When you start a new effort, you may know a lot, but you don’t yet know everything. Start with the stakeholders. Immerse yourself in their environment. Meet them where they are and ask questions to clarify what they need to cross the gap to a successful outcome. You’ll gain a sense of their emotional and rational drivers so that you can articulate process and value in a way that will resonate and motivate them.


Some questions to consider for building your audience profiles:

  • Where do I need to take them?
  • Why do we need to change?
  • What’s in it for them?
  • What do they think about this change?
  • What is the message I need to send, in what venue, and how frequently?

We’ve done a lot of stakeholder analysis over the years. Even if a goal is consistent across a mix of stakeholders, you have to tailor the message, the medium, and the cadence appropriate to who they are, not just on what you are intent on saying.

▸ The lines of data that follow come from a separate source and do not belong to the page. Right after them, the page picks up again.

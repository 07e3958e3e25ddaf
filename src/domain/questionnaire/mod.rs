//! Questionnaire module - Adaptive diagnostic questionnaire engine.
//!
//! A session walks a patient through screening, a plurality vote that
//! classifies a top-level condition, and a condition-specific deep-dive
//! whose scores resolve a diagnosed subtype. Early exits end the session
//! when no condition is present or suicidal ideation is reported.

mod catalog;
mod condition;
mod errors;
mod layout;
mod navigation;
mod profile;
mod progress;
mod question;
mod record;
mod resolver;
mod scoring;
mod session;
mod symptoms;

#[cfg(test)]
pub(crate) mod test_support;

pub use catalog::QuestionCatalog;
pub use condition::Condition;
pub use errors::QuestionnaireError;
pub use layout::{
    ConditionRange, OrdinalSpan, QuestionnaireLayout, ScreeningCheck, ScreeningLayout, SkipRule,
};
pub use navigation::{NavigationEngine, NavigationStep};
pub use profile::{BirthHistory, Gender, PatientProfile, SkipPredicate};
pub use progress::ProgressCalculator;
pub use question::{
    AnswerOption, DocumentKind, Question, QuestionDocument, QuestionKind, ResponseValue,
    SubQuestion, SubQuestionDocument,
};
pub use record::{AssessmentRecord, ResponseEntry};
pub use resolver::DiagnosisResolver;
pub use scoring::{ScoreMap, ScoringAccumulator};
pub use session::{AssessmentOutcome, AssessmentSession, Phase, RecordedResponse, ResponseSet};
pub use symptoms::{symptom_profile, SymptomProfile};
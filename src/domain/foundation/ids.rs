//! Strongly-typed identifier value objects.

use serde::{Deserialize, Serialize};
use std::fmt;
use std::str::FromStr;
use uuid::Uuid;

use super::ValidationError;

/// Identifier of the patient taking an assessment.
///
/// Issued by the platform's account system (typically the sign-in email),
/// so it is an opaque non-empty string rather than a UUID.
#[derive(Debug, Clone, PartialEq, Eq, Hash, Serialize, Deserialize)]
#[serde(transparent)]
pub struct PatientId(String);

impl PatientId {
    /// Creates a new PatientId, returning error if empty.
    pub fn new(id: impl Into<String>) -> Result<Self, ValidationError> {
        let id = id.into();
        if id.trim().is_empty() {
            return Err(ValidationError::empty_field("patient_id"));
        }
        Ok(Self(id))
    }

    /// Returns the inner string slice.
    pub fn as_str(&self) -> &str {
        &self.0
    }
}

impl fmt::Display for PatientId {
    fn fmt(&self, f: &mut fmt::Formatter<'_>) -> fmt::Result {
        write!(f, "{}", self.0)
    }
}

/// Opaque lookup key of a catalog question.
///
/// Never used for navigation arithmetic; ordinals are.
#[derive(Debug, Clone, PartialEq, Eq, Hash, PartialOrd, Ord, Serialize, Deserialize)]
#[serde(transparent)]
pub struct QuestionId(String);

impl QuestionId {
    /// Creates a new QuestionId, returning error if empty.
    pub fn new(id: impl Into<String>) -> Result<Self, ValidationError> {
        let id = id.into();
        if id.trim().is_empty() {
            return Err(ValidationError::empty_field("question_id"));
        }
        Ok(Self(id))
    }

    /// Returns the inner string slice.
    pub fn as_str(&self) -> &str {
        &self.0
    }
}

impl fmt::Display for QuestionId {
    fn fmt(&self, f: &mut fmt::Formatter<'_>) -> fmt::Result {
        write!(f, "{}", self.0)
    }
}

/// Unique identifier for an in-progress questionnaire session.
#[derive(Debug, Clone, Copy, PartialEq, Eq, Hash, Serialize, Deserialize)]
#[serde(transparent)]
pub struct SessionId(Uuid);

impl SessionId {
    /// Creates a new random SessionId.
    pub fn new() -> Self {
        Self(Uuid::new_v4())
    }
}

impl Default for SessionId {
    fn default() -> Self {
        Self::new()
    }
}

impl fmt::Display for SessionId {
    fn fmt(&self, f: &mut fmt::Formatter<'_>) -> fmt::Result {
        write!(f, "{}", self.0)
    }
}

impl FromStr for SessionId {
    type Err = uuid::Error;

    fn from_str(s: &str) -> Result<Self, Self::Err> {
        Ok(Self(Uuid::parse_str(s)?))
    }
}

/// Unique identifier for a persisted assessment record.
///
/// Every attempt gets a fresh id; records are never overwritten.
#[derive(Debug, Clone, Copy, PartialEq, Eq, Hash, Serialize, Deserialize)]
#[serde(transparent)]
pub struct AssessmentId(Uuid);

impl AssessmentId {
    /// Creates a new random AssessmentId.
    pub fn new() -> Self {
        Self(Uuid::new_v4())
    }
}

impl Default for AssessmentId {
    fn default() -> Self {
        Self::new()
    }
}

impl fmt::Display for AssessmentId {
    fn fmt(&self, f: &mut fmt::Formatter<'_>) -> fmt::Result {
        write!(f, "{}", self.0)
    }
}

impl FromStr for AssessmentId {
    type Err = uuid::Error;

    fn from_str(s: &str) -> Result<Self, Self::Err> {
        Ok(Self(Uuid::parse_str(s)?))
    }
}
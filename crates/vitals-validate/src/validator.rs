//! Generic schema-driven record validation.
//!
//! One routine interprets a declarative [`RecordSchema`] against one raw
//! record. Every field failure is accumulated into its own [`ErrorRecord`];
//! there is no short-circuit, so a caller sees every defect in one pass.
//!
//! Emission policy: a record is valid iff every mandatory field passed.
//! Optional-field failures still produce error records but leave the field
//! absent; optional range violations are advisory and keep the value.

use std::sync::LazyLock;

use regex::Regex;
use serde_json::Value;

use vitals_model::{
    ErrorKind, ErrorRecord, FieldKind, FieldSpec, FieldValue, FieldValues, PatientRecord,
    RawRecord, ReadingRecord, RecordRef, RecordSchema, is_missing_value, patient_schema,
    reading_schema,
};
use vitals_transform::{NumericCoercion, coerce_f64, normalize_date, normalize_timestamp, title_case};

static EMAIL_RE: LazyLock<Regex> =
    LazyLock::new(|| Regex::new(r"^[^@\s]+@[^@\s]+\.[^@\s]+$").expect("email pattern"));
static PHONE_RE: LazyLock<Regex> =
    LazyLock::new(|| Regex::new(r"^\+?[0-9\s\-()]+$").expect("phone pattern"));

/// Result of validating one raw record against a schema.
#[derive(Debug, Clone)]
pub struct RecordOutcome {
    /// Identifier-or-index reference for error reporting.
    pub reference: RecordRef,
    /// Canonical values for every field that passed.
    pub values: FieldValues,
    /// One entry per field-level failure, in schema order.
    pub errors: Vec<ErrorRecord>,
    valid: bool,
}

impl RecordOutcome {
    /// True when every mandatory field passed.
    pub fn is_valid(&self) -> bool {
        self.valid
    }
}

/// Validate one raw record against a schema, accumulating all failures.
pub fn validate_record(schema: &RecordSchema, raw: &RawRecord, index: usize) -> RecordOutcome {
    let reference = record_reference(schema, raw, index);
    let mut values = FieldValues::new();
    let mut errors = Vec::new();
    let mut valid = true;

    for spec in schema.fields {
        let raw_value = raw.get(spec.name);

        if is_missing_value(raw_value) {
            if spec.is_mandatory() {
                errors.push(field_error(
                    &reference,
                    schema,
                    spec.name,
                    ErrorKind::MissingField,
                    format!("mandatory field `{}` is absent or empty", spec.name),
                    raw.display_value(spec.name),
                ));
                valid = false;
            }
            continue;
        }

        // Not missing, so the field is present with a concrete value.
        let Some(value) = raw_value else { continue };
        match check_field(spec, value) {
            FieldOutcome::Value(canonical) => values.insert(spec.name, canonical),
            FieldOutcome::OutOfRange(canonical, message) => {
                // Advisory: the value is parseable, just implausible.
                errors.push(field_error(
                    &reference,
                    schema,
                    spec.name,
                    ErrorKind::OutOfRange,
                    message,
                    raw.display_value(spec.name),
                ));
                values.insert(spec.name, canonical);
            }
            FieldOutcome::Invalid(message) => {
                errors.push(field_error(
                    &reference,
                    schema,
                    spec.name,
                    ErrorKind::InvalidFormat,
                    message,
                    raw.display_value(spec.name),
                ));
                if spec.is_mandatory() {
                    valid = false;
                }
            }
            FieldOutcome::Absent => {}
        }
    }

    RecordOutcome {
        reference,
        values,
        errors,
        valid,
    }
}

/// Validate one raw patient record.
pub fn validate_patient(raw: &RawRecord, index: usize) -> (Option<PatientRecord>, Vec<ErrorRecord>) {
    let outcome = validate_record(&patient_schema(), raw, index);
    if !outcome.is_valid() {
        return (None, outcome.errors);
    }
    // from_values cannot fail once every mandatory field passed.
    match PatientRecord::from_values(&outcome.values) {
        Ok(patient) => (Some(patient), outcome.errors),
        Err(_) => (None, outcome.errors),
    }
}

/// Validate one raw device-reading record.
pub fn validate_reading(raw: &RawRecord, index: usize) -> (Option<ReadingRecord>, Vec<ErrorRecord>) {
    let outcome = validate_record(&reading_schema(), raw, index);
    if !outcome.is_valid() {
        return (None, outcome.errors);
    }
    match ReadingRecord::from_values(&outcome.values) {
        Ok(reading) => (Some(reading), outcome.errors),
        Err(_) => (None, outcome.errors),
    }
}

/// Use the record's own identifier when present, else its batch position.
fn record_reference(schema: &RecordSchema, raw: &RawRecord, index: usize) -> RecordRef {
    match raw.get(schema.id_field) {
        Some(Value::String(s)) if !s.trim().is_empty() => RecordRef::Id(s.trim().to_string()),
        Some(Value::Number(n)) => RecordRef::Id(n.to_string()),
        _ => RecordRef::Index(index),
    }
}

fn field_error(
    reference: &RecordRef,
    schema: &RecordSchema,
    field: &str,
    kind: ErrorKind,
    message: String,
    original_value: String,
) -> ErrorRecord {
    ErrorRecord::new(
        reference.clone(),
        schema.source,
        field,
        kind,
        message,
        original_value,
    )
}

enum FieldOutcome {
    /// Canonical value, field passed.
    Value(FieldValue),
    /// Value kept, with an advisory range finding.
    OutOfRange(FieldValue, String),
    /// Value unusable; field stays absent.
    Invalid(String),
    /// Coercion found nothing usable after all.
    Absent,
}

fn check_field(spec: &FieldSpec, value: &Value) -> FieldOutcome {
    match spec.kind {
        FieldKind::Identifier => match value {
            Value::String(s) => FieldOutcome::Value(FieldValue::Text(s.trim().to_string())),
            Value::Number(n) => FieldOutcome::Value(FieldValue::Text(n.to_string())),
            _ => FieldOutcome::Invalid(format!(
                "`{}` must be a string or numeric identifier",
                spec.name
            )),
        },
        FieldKind::Text => match value.as_str() {
            Some(s) => FieldOutcome::Value(FieldValue::Text(s.trim().to_string())),
            None => FieldOutcome::Invalid(format!("`{}` must be text", spec.name)),
        },
        FieldKind::TitleCase => match value.as_str() {
            Some(s) => FieldOutcome::Value(FieldValue::Text(title_case(s))),
            None => FieldOutcome::Invalid(format!("`{}` must be text", spec.name)),
        },
        FieldKind::Date => match value.as_str().and_then(normalize_date) {
            Some(date) => FieldOutcome::Value(FieldValue::Date(date)),
            None => FieldOutcome::Invalid(format!(
                "`{}` is not a calendar date; expected YYYY-MM-DD or MM/DD/YYYY",
                spec.name
            )),
        },
        FieldKind::Timestamp => match value.as_str().and_then(normalize_timestamp) {
            Some(ts) => FieldOutcome::Value(FieldValue::Timestamp(ts)),
            None => FieldOutcome::Invalid(format!(
                "`{}` is not an ISO 8601 date-time",
                spec.name
            )),
        },
        FieldKind::Email => check_pattern(spec, value, &EMAIL_RE, "email"),
        FieldKind::Phone => check_pattern(spec, value, &PHONE_RE, "phone"),
        FieldKind::Numeric => match coerce_f64(Some(value)) {
            NumericCoercion::Absent => FieldOutcome::Absent,
            NumericCoercion::Malformed => {
                FieldOutcome::Invalid(format!("`{}` is not numeric", spec.name))
            }
            NumericCoercion::Value(v) => match spec.bounds {
                Some(bounds) if !bounds.contains(v) => FieldOutcome::OutOfRange(
                    FieldValue::Number(v),
                    format!(
                        "`{}` value {v} outside plausible range {}-{}",
                        spec.name, bounds.min, bounds.max
                    ),
                ),
                _ => FieldOutcome::Value(FieldValue::Number(v)),
            },
        },
    }
}

fn check_pattern(spec: &FieldSpec, value: &Value, pattern: &Regex, shape: &str) -> FieldOutcome {
    match value.as_str() {
        Some(s) if pattern.is_match(s.trim()) => {
            FieldOutcome::Value(FieldValue::Text(s.trim().to_string()))
        }
        Some(_) | None => {
            FieldOutcome::Invalid(format!("`{}` does not match the {shape} shape", spec.name))
        }
    }
}
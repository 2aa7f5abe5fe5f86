//! Batch transformation orchestration.
//!
//! Drives normalization, validation, and the cross-field check over a batch
//! of raw records, then runs the ordering audit once over the accepted
//! readings in original input order. Produces disjoint valid/error
//! partitions and aggregate counts. Validation failures are data-quality
//! findings, never faults: a malformed record cannot abort the batch, and
//! nothing is retried.

use serde::Serialize;
use tracing::info;

use vitals_model::{ErrorRecord, PatientRecord, RawRecord, ReadingRecord};
use vitals_validate::{SequenceAuditor, pressure, validate_patient, validate_reading};

/// Aggregate counts for one transformation run.
#[derive(Debug, Clone, Copy, Default, PartialEq, Eq, Serialize)]
pub struct BatchSummary {
    pub raw_patients: usize,
    pub raw_readings: usize,
    pub valid_patients: usize,
    pub valid_readings: usize,
    pub error_records: usize,
}

/// Output of one transformation run.
#[derive(Debug, Clone, Default)]
pub struct BatchOutcome {
    pub patients: Vec<PatientRecord>,
    pub readings: Vec<ReadingRecord>,
    /// Every error record from every stage, in detection order.
    pub errors: Vec<ErrorRecord>,
    pub summary: BatchSummary,
}

/// Transform one batch of raw patient and reading records.
///
/// Deterministic for a given input apart from error-record creation
/// timestamps, which are metadata only.
pub fn transform_batch(raw_patients: &[RawRecord], raw_readings: &[RawRecord]) -> BatchOutcome {
    info!(
        patients = raw_patients.len(),
        readings = raw_readings.len(),
        "transforming batch"
    );

    let mut patients = Vec::new();
    let mut readings = Vec::new();
    let mut errors = Vec::new();

    for (index, raw) in raw_patients.iter().enumerate() {
        let (patient, mut record_errors) = validate_patient(raw, index);
        errors.append(&mut record_errors);
        if let Some(patient) = patient {
            patients.push(patient);
        }
    }

    for (index, raw) in raw_readings.iter().enumerate() {
        let (reading, mut record_errors) = validate_reading(raw, index);
        errors.append(&mut record_errors);
        if let Some(reading) = reading {
            // Advisory cross-field rule; the reading is emitted regardless.
            errors.extend(pressure::check(&reading));
            readings.push(reading);
        }
    }

    // The ordering audit runs strictly after per-record validation, over
    // the accepted readings in original input order.
    errors.extend(SequenceAuditor::audit(&readings));

    let summary = BatchSummary {
        raw_patients: raw_patients.len(),
        raw_readings: raw_readings.len(),
        valid_patients: patients.len(),
        valid_readings: readings.len(),
        error_records: errors.len(),
    };

    info!(
        valid_patients = summary.valid_patients,
        valid_readings = summary.valid_readings,
        error_records = summary.error_records,
        "batch transformed"
    );

    BatchOutcome {
        patients,
        readings,
        errors,
        summary,
    }
}
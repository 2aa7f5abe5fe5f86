use vitals_model::{
    ErrorKind, ErrorRecord, RecordRef, Requirement, SourceTable, patient_schema, reading_schema,
};

#[test]
fn error_kind_serializes_snake_case() {
    let json = serde_json::to_string(&ErrorKind::LogicalInconsistency).expect("serialize kind");
    assert_eq!(json, "\"logical_inconsistency\"");

    let round: ErrorKind = serde_json::from_str("\"out_of_order\"").expect("deserialize kind");
    assert_eq!(round, ErrorKind::OutOfOrder);
}

#[test]
fn error_record_round_trips() {
    let record = ErrorRecord::new(
        RecordRef::Id("r1".to_string()),
        SourceTable::DeviceReadings,
        "glucose",
        ErrorKind::OutOfRange,
        "glucose outside plausible range 0-1000",
        "5000",
    );

    let json = serde_json::to_string(&record).expect("serialize record");
    let round: ErrorRecord = serde_json::from_str(&json).expect("deserialize record");
    assert_eq!(round, record);
}

#[test]
fn record_ref_display() {
    assert_eq!(RecordRef::Id("p1".to_string()).to_string(), "p1");
    assert_eq!(RecordRef::Index(3).to_string(), "#3");
}

#[test]
fn patient_schema_marks_only_identity_fields_mandatory() {
    let schema = patient_schema();
    let mandatory: Vec<&str> = schema
        .fields
        .iter()
        .filter(|spec| spec.requirement == Requirement::Mandatory)
        .map(|spec| spec.name)
        .collect();
    assert_eq!(mandatory, vec!["id", "name"]);
    assert_eq!(schema.id_field, "id");
}

#[test]
fn reading_schema_bounds_all_biometrics() {
    let schema = reading_schema();
    for name in ["glucose", "systolic_bp", "diastolic_bp", "weight"] {
        let spec = schema.field(name).expect("biometric spec");
        assert!(spec.bounds.is_some(), "{name} should carry bounds");
        assert_eq!(spec.requirement, Requirement::Optional);
    }
    let timestamp = schema.field("timestamp").expect("timestamp spec");
    assert!(timestamp.is_mandatory());
}
use chrono::NaiveDate;
use serde::{Deserialize, Serialize};

use crate::error::Result;
use crate::values::FieldValues;

/// A validated, normalized patient.
///
/// Identifier and name are always present; every other field is optional
/// but, when present, has passed its format check and is canonical.
#[derive(Debug, Clone, PartialEq, Serialize, Deserialize)]
pub struct PatientRecord {
    pub id: String,
    pub name: String,
    /// Date of birth, canonical `YYYY-MM-DD`.
    pub dob: Option<NaiveDate>,
    /// Title-cased free text, not enumerated.
    pub gender: Option<String>,
    /// Title-cased free text, not enumerated.
    pub sex: Option<String>,
    pub address: Option<String>,
    pub email: Option<String>,
    pub phone: Option<String>,
}

impl PatientRecord {
    /// Build from validated field values. Fails only when validation let a
    /// record through without its mandatory fields.
    pub fn from_values(values: &FieldValues) -> Result<Self> {
        Ok(Self {
            id: values.require_text("id")?,
            name: values.require_text("name")?,
            dob: values.date("dob"),
            gender: values.owned_text("gender"),
            sex: values.owned_text("sex"),
            address: values.owned_text("address"),
            email: values.owned_text("email"),
            phone: values.owned_text("phone"),
        })
    }
}
//! Pure field normalization for the vitals pipeline.
//!
//! These functions canonicalize raw field values before validation:
//!
//! - **datetime**: calendar dates to `YYYY-MM-DD`, timestamps to UTC instants
//! - **text**: arbitrary-case free text to title case
//! - **numeric**: tolerant string/number coercion for biometrics
//!
//! Each function either returns the canonical value or signals that
//! normalization is impossible; nothing here decides record validity.

pub mod datetime;
pub mod numeric;
pub mod text;

pub use datetime::{format_date, format_timestamp, normalize_date, normalize_timestamp};
pub use numeric::{NumericCoercion, coerce_f64};
pub use text::title_case;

Second:  Know what to do to reach the outcome

Know when to dig in, when to give in, and when to hold your ground – especially when the stakes are high. At Toffler, we’re believers in the ‘headwork before footwork’ approach. During your planning, establish priorities and non-negotiables. These core tenets of the change you’re pursuing will keep you moving in the straightest line from start to finish. Keep in mind that a successful outcome may not mean you hit 100% on every detail (that may not be possible). If you know the priorities, you’ll have the best chance at real progress.


Some questions to consider for establishing priorities, compromises, and immutable points:

  • What am I trying to achieve?
  • What are the crucial steps to get there?
  • What can I compromise on and what can I not?
  • How do I evaluate a tradeoff?
  • Where can I be flexible and meet my audience closer to where they are?
  • How do I ensure that my audience understands why I’ve taken the stand, how it is important to the greatest goal, and how we’ll figure it out together?

Think in lists. Engage key stakeholders. Delineate between your objectives and the key results that show whether you’re hitting them. Then act. You’ll have a game plan and initial buy-in that will help at every step along the way – once you take that first step.


Which leads to the third and most crucial step.


Third:  Be willing to act, and then do it

The chance of accomplishing your objectives begins when you make the first hard decision and begin to act. Here’s where the change shifts from hypothetical to real. It also makes the process human. Humans have to take responsibility for the action, even if that action is pushing the button to start a mechanical process.  If you know what that first choice and action need to be, you can take it with confidence and a sense of what the outcome likely will be.


Some questions to consider for kicking off the change behavior:

  • What is the first hard choice or decision I have to make?
  • What signals do I need to send to communicate that I mean business and am dedicated to achieving the goal?
  • What will I need to do to stick to that decision once the change is in play?
  • What is the anticipated impact and how can I prepare for it?
  • How (and when, how often, and where) do I communicate with my audiences so they join me in the process?

Anyone who has undertaken a significant change – or parented a toddler – knows that you can read a manual for just about any challenge. You can write down a plan. You can build majestic outlines detailing your objectives, strategies, tactics, and performance indicators.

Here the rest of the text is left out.